人間的な思考を当てはめればこんな所だろうか。
その全てが、遅すぎる。
既に、デッドエンドブッチャーの右腕の一本は解放されている。そして、掴んでいたギリューは既にその場には居ない。
では、どこに居るのか。その答えは、体格の割に細いデッドエンドブッチャーの腰に後ろから抱き着いた小さな姿にあった。
腕を回すにはその長さが足りないが、それでもクラッチする分には問題ない。
ギリューは腰を固定すると、思いっきり背後へと仰け反った。
ジャーマンスープレックス。似ている技にバックドロップがあるが、あちらは相手の脇に頭を突っ込むようにしてクラッチする。
巨体が宙に浮かび、次の瞬間には勢いよく地面へとその上半身が叩きつけられた。
凄まじい破壊力だ。放射状にひび割れてクレーターとなった地面がその威力を声高に主張してくる。
それこそ、上級エーテリアスのデュラハンなどでもこの一撃には耐えきれないだろう。
だが、相手は並大抵の相手ではない。要警戒エーテリアスのデッドエンドブッチャー。それの更に異常個体であるのだから。
「ギリュー!ビリー!こっちよ!」
長々と戦う気は無い。
空はぐずり出して、雨が降り始めていた。雷が遠くで轟き、鉛色の空を青白い雷光が走っていく。
『まもなく、列車が到着いたします』
電子メッセージの直後に、響くのは列車の音。
雨に濡れながら、突っ込んでくる一台の列車。その後ろにはエーテル爆薬をこれでもかと引き連れており、先頭車両の屋根には短い腕を組んで決め顔をする
ジャーマンスープレックスから何とか起き上がったばかりのデッドエンドブッチャーは、この突っ込んでくる列車を避ける術がない。見事に巻き込まれて勢いのままに瓦礫の山と突っ込んできた車両によってサンドイッチされていた。

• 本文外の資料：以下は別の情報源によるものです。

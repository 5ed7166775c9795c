//! Signal relay to the supervised process group.
//!
//! Every catchable signal is registered with tokio and pushed onto one
//! bounded queue. A single consumer drains the queue and `killpg`s the child's
//! group. Producers wait for queue capacity instead of dropping, so a signal
//! received before the child exists is still delivered once forwarding starts.
//!
//! Once the child is gone the relayed signals go back to their default
//! disposition. tokio installs its OS handler only once per process, so the
//! handler swapped out there is parked and put back by the next
//! [`SignalForwarder::register`]. Without that, a second launch in the same
//! process would listen on streams that never fire.

use std::sync::{Mutex, MutexGuard, PoisonError};

use nix::sys::signal::{SaFlags, SigAction, SigHandler, SigSet, Signal, killpg, sigaction};
use nix::unistd::Pid;
use tokio::signal::unix::{SignalKind, signal as listen};
use tokio::sync::mpsc;
use tokio::task::JoinHandle;
use tracing::{debug, warn};

const QUEUE_CAPACITY: usize = 64;

/// Handlers displaced by [`ActiveForwarder::restore_defaults`].
static PARKED: Mutex<Vec<(Signal, SigAction)>> = Mutex::new(Vec::new());

fn parked() -> MutexGuard<'static, Vec<(Signal, SigAction)>> {
    PARKED.lock().unwrap_or_else(PoisonError::into_inner)
}

/// Put back the handler parked for `sig`, if any.
fn reinstate(sig: Signal) {
    let mut parked = parked();
    let Some(pos) = parked.iter().position(|(s, _)| *s == sig) else {
        return;
    };
    let (_, action) = parked.swap_remove(pos);
    // SAFETY: `action` is the handler this process had installed for `sig`
    // before it was swapped out.
    if let Err(e) = unsafe { sigaction(sig, &action) } {
        warn!(signal = %sig, error = %e, "failed to reinstate signal handler");
    }
}

/// Signals that are relayed to the child rather than handled here.
///
/// Excludes what cannot be caught (SIGKILL, SIGSTOP) and the synchronous
/// fault signals, which describe this process's own state.
pub fn relayed_signals() -> impl Iterator<Item = Signal> {
    Signal::iterator().filter(|sig| {
        !matches!(
            sig,
            Signal::SIGKILL
                | Signal::SIGSTOP
                | Signal::SIGSEGV
                | Signal::SIGBUS
                | Signal::SIGILL
                | Signal::SIGFPE
                | Signal::SIGTRAP
                | Signal::SIGSYS
        )
    })
}

/// SIGCHLD only tells us a child changed state; it means nothing to the child.
pub fn is_forwardable(sig: Signal) -> bool {
    sig != Signal::SIGCHLD
}

/// Registered signal queue. Created before the child is spawned.
pub struct SignalForwarder {
    registered: Vec<Signal>,
    producers: Vec<JoinHandle<()>>,
    rx: mpsc::Receiver<Signal>,
}

impl SignalForwarder {
    /// Register for all relayed signals. Must be called inside a tokio runtime.
    pub fn register() -> Self {
        let (tx, rx) = mpsc::channel(QUEUE_CAPACITY);
        let mut registered = Vec::new();
        let mut producers = Vec::new();

        for sig in relayed_signals() {
            let mut stream = match listen(SignalKind::from_raw(sig as i32)) {
                Ok(stream) => stream,
                Err(e) => {
                    debug!(signal = %sig, error = %e, "signal not registered");
                    continue;
                }
            };
            reinstate(sig);
            let tx = tx.clone();
            producers.push(tokio::spawn(async move {
                while stream.recv().await.is_some() {
                    if tx.send(sig).await.is_err() {
                        break;
                    }
                }
            }));
            registered.push(sig);
        }

        debug!(count = registered.len(), "signal handlers registered");
        Self {
            registered,
            producers,
            rx,
        }
    }

    /// Start relaying queued signals to process group `pgid`.
    pub fn start(self, pgid: Pid) -> ActiveForwarder {
        let mut rx = self.rx;
        let consumer = tokio::spawn(async move {
            while let Some(sig) = rx.recv().await {
                if !is_forwardable(sig) {
                    continue;
                }
                debug!(signal = %sig, pgid = pgid.as_raw(), "forwarding signal");
                if let Err(e) = killpg(pgid, sig) {
                    debug!(signal = %sig, pgid = pgid.as_raw(), error = %e, "forward failed");
                }
            }
        });
        ActiveForwarder {
            registered: self.registered,
            producers: self.producers,
            consumer: Some(consumer),
        }
    }

    /// Tear down without ever forwarding (the child failed to start).
    pub fn abandon(self) {
        ActiveForwarder {
            registered: self.registered,
            producers: self.producers,
            consumer: None,
        }
        .restore_defaults();
    }
}

/// Forwarding in progress.
pub struct ActiveForwarder {
    registered: Vec<Signal>,
    producers: Vec<JoinHandle<()>>,
    consumer: Option<JoinHandle<()>>,
}

impl ActiveForwarder {
    /// Close the queue and wait for the consumer to finish what was queued.
    pub async fn stop(mut self) {
        for producer in &self.producers {
            producer.abort();
        }
        for producer in self.producers.drain(..) {
            let _ = producer.await;
        }
        if let Some(consumer) = self.consumer.take() {
            let _ = consumer.await;
        }
        self.restore_defaults();
    }

    fn restore_defaults(self) {
        for producer in &self.producers {
            producer.abort();
        }
        let mut parked = parked();
        for sig in self.registered {
            if sig == Signal::SIGCHLD {
                continue;
            }
            // The Rust runtime starts with SIGPIPE ignored.
            let handler = if sig == Signal::SIGPIPE {
                SigHandler::SigIgn
            } else {
                SigHandler::SigDfl
            };
            let action = SigAction::new(handler, SaFlags::empty(), SigSet::empty());
            // SAFETY: installing SIG_DFL/SIG_IGN runs no user code in the handler.
            match unsafe { sigaction(sig, &action) } {
                Ok(previous) => {
                    if matches!(
                        previous.handler(),
                        SigHandler::Handler(_) | SigHandler::SigAction(_)
                    ) {
                        parked.retain(|(s, _)| *s != sig);
                        parked.push((sig, previous));
                    }
                }
                Err(e) => warn!(signal = %sig, error = %e, "failed to restore signal disposition"),
            }
        }
    }
}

ぶつかる前に飛び降りたボンプをキャッチするギリュー。その隣では、ニコが決めに掛かっていた。
「ビリー!」
「任せろ!!」
エーテル爆薬は、単体では爆発しない。種火と撹拌が必要。その為に、数発の弾丸が車両に打ち込まれる。
直後に、アンビーの電磁ナタが車両に突き刺さった。
『空気中の電荷を測定中…………臨界電位差到達迄、残り4秒……3、2、1……0』
カウントダウンが終わり、しかし何も起こらない。
この間にも、デッドエンドブッチャーは這い出てこようとしている。仕留めるには今しかない。
「ッ……!」
ボンプを置いて前に出たギリュー。
胸を張り、大きく息を吸い込む。
何を。問われる前に、その答えがその場に現れる。
「エーテル?」
アンビーが呟く。
大きく開かれた口。その顔の前に、紅蓮のエーテルの塊が形成されていくではないか。
同時に、再びFairyの機械音声も響く。
『再計算します。543210!』
瞬間、車両を持ち上げるまで復帰していたデッドエンドブッチャーに向かって空からの雷霆が降ってきた。
同時に、ギリューの溜めたエーテル砲も臨界点を迎える。
「カッ――――!!!」
紅蓮の外側に白金の芯を持った熱線がデッドエンドブッチャーを捉える。